Directly following Phair’s presentation, Wilson talked with local business owner Juanalee Park and soon the idea of an organized opposition was formed. With both approached by numerous area residents and business owners who were likewise upset over council’s apparent lack of due diligence regarding the issue, the group began to form.

“It was more a group that just got together,” Park said. “We just sat down and decided that something needed to be done.”

Within two weeks, the group grew enough to form a steering committee that would formulate strategy and direct the formation of a broad-based coalition of local residents and business owners.

Park added that the group’s website at had been designed by local resident Jen Tuggle and added that the site will be a resource for local residents wishing to fight a Wal-Mart locating in town.

When asked about why she chose to become involved, Tuggle said, “I’m a single mom having to struggle like so many others in this town, but Wal-Mart is not my answer.

“Sure, I could definitely benefit by lower prices,” Tuggle added, ”but what matters more to me is the quality of life I want for myself.”

Saying she’d traveled through many small towns with a Wal-Mart and seen what the store had done to those towns, Tuggle said, “I don’t want to see our town so degraded.”

In fact, all three said they were not only motivated by the potential impact Wal-Mart would have on the community but also the way that the corporation does business, how it treats its employees and its vendors.

“I’ve never believed in their practices,” Wilson said.

Apparently ready to hit the big time, Pagosa First has planned an event they will hope will educate local residents and motivate them to action.

Tonight at 7 p.m., the group is showing the documentary, “Wal-Mart: The High Cost of Low Price” free of charge at the Liberty Theater.

“I want people to understand what we’re up against,” Wilson said, adding that she booked the theater immediately after getting permission to show the movie. “I want people to come who aren’t necessarily anti-Wal-Mart.

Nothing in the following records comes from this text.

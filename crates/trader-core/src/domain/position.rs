//! 라이브 포지션 미러.
//!
//! 이 모듈은 실행 거래소가 보고하는 포지션 상태를 정의합니다:
//! - `Position` - 개별 포지션 (코어는 생성하지 않고 읽고 반응만 함)
//! - `AccountSnapshot` - 계좌 자산 요약

use crate::types::{AssetClass, Price, Quantity};
use rust_decimal::Decimal;
use serde::{Deserialize, Serialize};

/// 거래소가 보고하는 오픈 포지션.
#[derive(Debug, Clone, PartialEq, Serialize, Deserialize)]
pub struct Position {
    /// 거래 심볼
    pub symbol: String,
    /// 보유 수량
    pub qty: Quantity,
    /// 평균 진입 가격
    pub entry_price: Price,
    /// 현재 시장 가격
    pub current_price: Price,
    /// 현재 시장 가치
    pub market_value: Decimal,
    /// 미실현 손익
    pub unrealized_pnl: Decimal,
    /// 미실현 손익률 (%, 예: -3.5는 -3.5%)
    pub unrealized_pnl_pct: Decimal,
}

impl Position {
    /// 수량과 가격으로부터 파생 필드를 계산해 롱 포지션을 생성합니다.
    pub fn long(
        symbol: impl Into<String>,
        qty: Quantity,
        entry_price: Price,
        current_price: Price,
    ) -> Self {
        let cost = qty * entry_price;
        let market_value = qty * current_price;
        let unrealized_pnl = market_value - cost;
        let unrealized_pnl_pct = if cost.is_zero() {
            Decimal::ZERO
        } else {
            unrealized_pnl / cost * Decimal::ONE_HUNDRED
        };

        Self {
            symbol: symbol.into(),
            qty,
            entry_price,
            current_price,
            market_value,
            unrealized_pnl,
            unrealized_pnl_pct,
        }
    }

    /// 심볼로 추정한 자산 클래스.
    pub fn asset_class(&self) -> AssetClass {
        AssetClass::classify(&self.symbol)
    }
}

/// 계좌 자산 요약.
#[derive(Debug, Clone, Default, PartialEq, Serialize, Deserialize)]
pub struct AccountSnapshot {
    /// 총 자산
    pub equity: Decimal,
    /// 현금
    pub cash: Decimal,
    /// 포트폴리오 총 가치
    pub portfolio_value: Decimal,
}

#[cfg(test)]
mod tests {
    use super::*;
    use rust_decimal_macros::dec;

    #[test]
    fn test_long_position_pnl() {
        let position = Position::long("AAPL", dec!(10), dec!(100), dec!(96.5));

        assert_eq!(position.market_value, dec!(965));
        assert_eq!(position.unrealized_pnl, dec!(-35));
        assert_eq!(position.unrealized_pnl_pct, dec!(-3.5));
        assert_eq!(position.asset_class(), AssetClass::Stock);
    }

    #[test]
    fn test_zero_cost_position() {
        let position = Position::long("BTC/USD", Decimal::ZERO, dec!(50000), dec!(51000));
        assert_eq!(position.unrealized_pnl_pct, Decimal::ZERO);
        assert_eq!(position.asset_class(), AssetClass::Crypto);
    }
}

I want people who are pro-Wal-Mart to see what’s going on.”

Although opponents of Wal-Mart have been noticeably visible and vociferous, it is not to say that supporters of a Wal-Mart do not exist in the area.

“We have a great opportunity here to have additional jobs and growth for our community that can help so many,” said Bill Reeve. “I, for one, encourage and applaud efforts to bring Wal-Mart to Pagosa.”

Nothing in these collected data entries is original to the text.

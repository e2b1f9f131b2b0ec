//! 실행 거래소 및 시그널 소스 구현.
//!
//! 이 크레이트는 다음을 제공합니다:
//! - `ExecutionGateway` 구현: 모의투자 거래소
//! - `SignalSource` 구현: 고정 시그널 소스

pub mod simulated;

pub use simulated::{FixedSignalSource, PaperConfig, PaperGateway};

“We need the revenue in our town,” said Darlene Peterson. “In other communities where Wal-Mart is, they have money to fix their roads, put in bike paths, all kinds of things. I want to see growth in our town and people to have jobs.

“Even if they’re minimum wage jobs, they’re jobs,” Peterson added.

“It is about time that Pagosa realizes the jobs potential and tax base that we can create by embracing the growth and allowing Wal-Mart to become an intricate part of this community,” said Shelley Low. “It is time for Pagosa to grow instead of the no growth attitude that we have seen for so many years. This is actually an opportunity, and I for one am for it.”

While it doesn’t appear that local supporters of Wal-Mart have organized in the way that opponents have done, it begs the question if a support organization is even necessary. After all, Wal-Mart has been doing what it does for several decades while Pagosa First has only been pursuing opposition for several weeks. Likewise, aside from those years of experience dealing with communities (and community-based opposition), Wal-Mart has access to billions of dollars and teams of attorneys working to ensure that the corporation gets its way.

While some communities have successfully prevented Wal-Mart from setting up shop, the odds are steeply stacked against local opponents. Knowing an uphill battle exists, Park said that their strategy is not just about opposing something but standing for something.

“We need to stay focused on the positive,” Park said. “What the vision is for this town, our character and integrity.”

“It’s personal to me,” Wilson said. “This is my home town.”

“It’s not just about sales tax. It’s not just about that at all.”